Visualizing VMInsights data in SquaredUp

Kevin HoodSquaredUp, Senior Test Engineer

Following the release of Azure Monitor for VMs in January 2020, some changes have been made to how its performance data is stored in Log Analytics.   The most significant of these changes is that this data is now stored in the InsightsMetrics table rather than in the Perf table, as we discussed in our ‘What is Azure VM Insights?’ article.  According to Microsoft, this change was made because the schema of the InsightsMetrics table is more flexible than that of the Perf table, and consequently they’re able to store a more diverse range of data in it than would have been possible with the Perf table.  The InsightsMetrics table is also where Azure Monitor for containers stores its data, so there is an element of consolidation to this change as well.  There are some potential downsides to this as performance data could be duplicated in both the Perf table and the InsightsMetrics table.  If customers have not disabled Azure Monitor for VMs performance counters that were writing to the Perf table then the cost of the workspace could be higher than it needs to be. 

The good news is that if you are using Azure Monitor for VMs to collect performance counter data, SquaredUp can help surface this data whether it’s being stored in the Perf table, or the InsightsMetrics table, or both. It is, however, worth noting that the structure of the InsightsMetrics table differs slightly from the Perf table, and this can make it a little more challenging to write KQL queries to get the information you want. 

The InsightsMetrics table structure contains columns for Computer, Name and Namespace where Name is equivalent to the ObjectName column and Namespace is equivalent to the CounterName column in the Perf table.  The one column we seem to be missing in InsightsMetrics is the Instance column.  This information is stored in the Tags column, which is a string in JSON format.  To demonstrate a way to get at this information, I will configure a Line Graph tile showing Free Disk Space on a per-instance basis. 

InsightsMetrics
| where Namespace == "LogicalDisk" and Name == "FreeSpaceMB"
| where split(Computer, ".")[0] in ({{scope.map(item => '"'+item.name+'"').join(',')}})
| extend Instance = extractjson("$['vm.azm.ms/mountId']", Tags)
| extend ComputerInstance = strcat(split(Computer, ".")[0], " | ", Instance)
| summarize avg(Val / 1024) by ComputerInstance, bin(TimeGenerated, 1d)

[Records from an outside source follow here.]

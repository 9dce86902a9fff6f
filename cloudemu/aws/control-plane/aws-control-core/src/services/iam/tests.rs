use crate::gateway;
use crate::Emulator;
use axum::{
    body::Body,
    http::{Request, StatusCode},
};
use percent_encoding::{utf8_percent_encode, NON_ALPHANUMERIC};
use serde_json::Value;
use std::sync::Arc;
use tower::ServiceExt;

async fn body_json(resp: axum::response::Response) -> Value {
    serde_json::from_slice(&axum::body::to_bytes(resp.into_body(), usize::MAX).await.unwrap()).unwrap()
}

fn form_req(pairs: &[(&str, &str)]) -> Request<Body> {
    let body = pairs
        .iter()
        .map(|(k, v)| format!("{k}={}", utf8_percent_encode(v, NON_ALPHANUMERIC)))
        .collect::<Vec<_>>()
        .join("&");
    Request::builder()
        .method("POST")
        .uri("/")
        .header("content-type", "application/x-www-form-urlencoded")
        .body(Body::from(body))
        .unwrap()
}

#[tokio::test]
async fn test_role_and_policy_lifecycle() {
    let emulator = Arc::new(Emulator::in_memory().unwrap());
    let app = gateway::create_router(emulator);

    let assume_doc = r#"{"Version":"2012-10-17","Statement":[]}"#;
    let resp = app
        .clone()
        .oneshot(form_req(&[
            ("Action", "CreateRole"),
            ("RoleName", "lambda-exec"),
            ("AssumeRolePolicyDocument", assume_doc),
        ]))
        .await
        .unwrap();
    assert_eq!(resp.status(), StatusCode::OK);
    let body = body_json(resp).await;
    let role_name = body["CreateRoleResponse"]["CreateRoleResult"]["Role"]["RoleName"].as_str().unwrap();
    assert_eq!(role_name, "lambda-exec");

    let resp = app
        .clone()
        .oneshot(form_req(&[("Action", "GetRole"), ("RoleName", "lambda-exec")]))
        .await
        .unwrap();
    assert_eq!(resp.status(), StatusCode::OK);

    let resp = app.clone().oneshot(form_req(&[("Action", "ListRoles")])).await.unwrap();
    assert_eq!(resp.status(), StatusCode::OK);
    let body = body_json(resp).await;
    assert_eq!(body["ListRolesResponse"]["ListRolesResult"]["Roles"].as_array().unwrap().len(), 1);

    let policy_doc = r#"{"Version":"2012-10-17","Statement":[{"Effect":"Allow","Action":"*","Resource":"*"}]}"#;
    let resp = app
        .clone()
        .oneshot(form_req(&[("Action", "CreatePolicy"), ("PolicyName", "admin"), ("PolicyDocument", policy_doc)]))
        .await
        .unwrap();
    assert_eq!(resp.status(), StatusCode::OK);
    let body = body_json(resp).await;
    let policy_arn = body["CreatePolicyResponse"]["CreatePolicyResult"]["Policy"]["Arn"].as_str().unwrap().to_string();

    let resp = app
        .clone()
        .oneshot(form_req(&[("Action", "AttachRolePolicy"), ("RoleName", "lambda-exec"), ("PolicyArn", &policy_arn)]))
        .await
        .unwrap();
    assert_eq!(resp.status(), StatusCode::OK);

    let resp = app.clone().oneshot(form_req(&[("Action", "CreateUser"), ("UserName", "alice")])).await.unwrap();
    assert_eq!(resp.status(), StatusCode::OK);

    let resp = app.clone().oneshot(form_req(&[("Action", "CreateAccessKey"), ("UserName", "alice")])).await.unwrap();
    assert_eq!(resp.status(), StatusCode::OK);
    let body = body_json(resp).await;
    assert!(body["CreateAccessKeyResponse"]["CreateAccessKeyResult"]["AccessKey"]["AccessKeyId"].is_string());

    let resp = app.oneshot(form_req(&[("Action", "ListUsers")])).await.unwrap();
    let body = body_json(resp).await;
    assert_eq!(body["ListUsersResponse"]["ListUsersResult"]["Users"].as_array().unwrap().len(), 1);
}

#[tokio::test]
async fn test_unknown_action_not_implemented() {
    let emulator = Arc::new(Emulator::in_memory().unwrap());
    let app = gateway::create_router(emulator);

    let resp = app.oneshot(form_req(&[("Action", "NotARealAction")])).await.unwrap();
    assert_ne!(resp.status(), StatusCode::OK);
}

Figure 1. The SquaredUp Logs tile query field

Stepping through the query line-by-line:

  1. From the InsightsMetrics table…
  2. …retrieve the rows where Namespace is LogicalDisk and Name is FreeSpaceMB
  3. Filter out any rows where the value of the Computer does not match any of the resources in the tile scope. This is where the query gets a bit of SquaredUp magic injected into it.  I have scoped the tile to Virtual Machines in a single Resource Group using the tile’s Scope panel, so I can use properties from the objects in scope (like the name of the VM) to filter the query results.  The mustache template I am using is a pre-canned one that is available from the insert dynamic value button {{}} in the query panel and, whilst it looks quite scary, all it is doing is dumping the name of every single azure object in the scope into a comma-separated list.  This mustache template functionality is also available in Logs tiles created on SquaredUp perspectives.  The benefit of this is that it makes it possible to create a Logs tile on one VM with a KQL query that uses a dynamic mustache template for the computer name, and then that same tile will work for other VMs without any additional work because the computer name in the query will be dynamically replaced with the name of VM you’ve drilled down into.  Take a look at SquaredUp perspectives on our Knowledge Base for more information.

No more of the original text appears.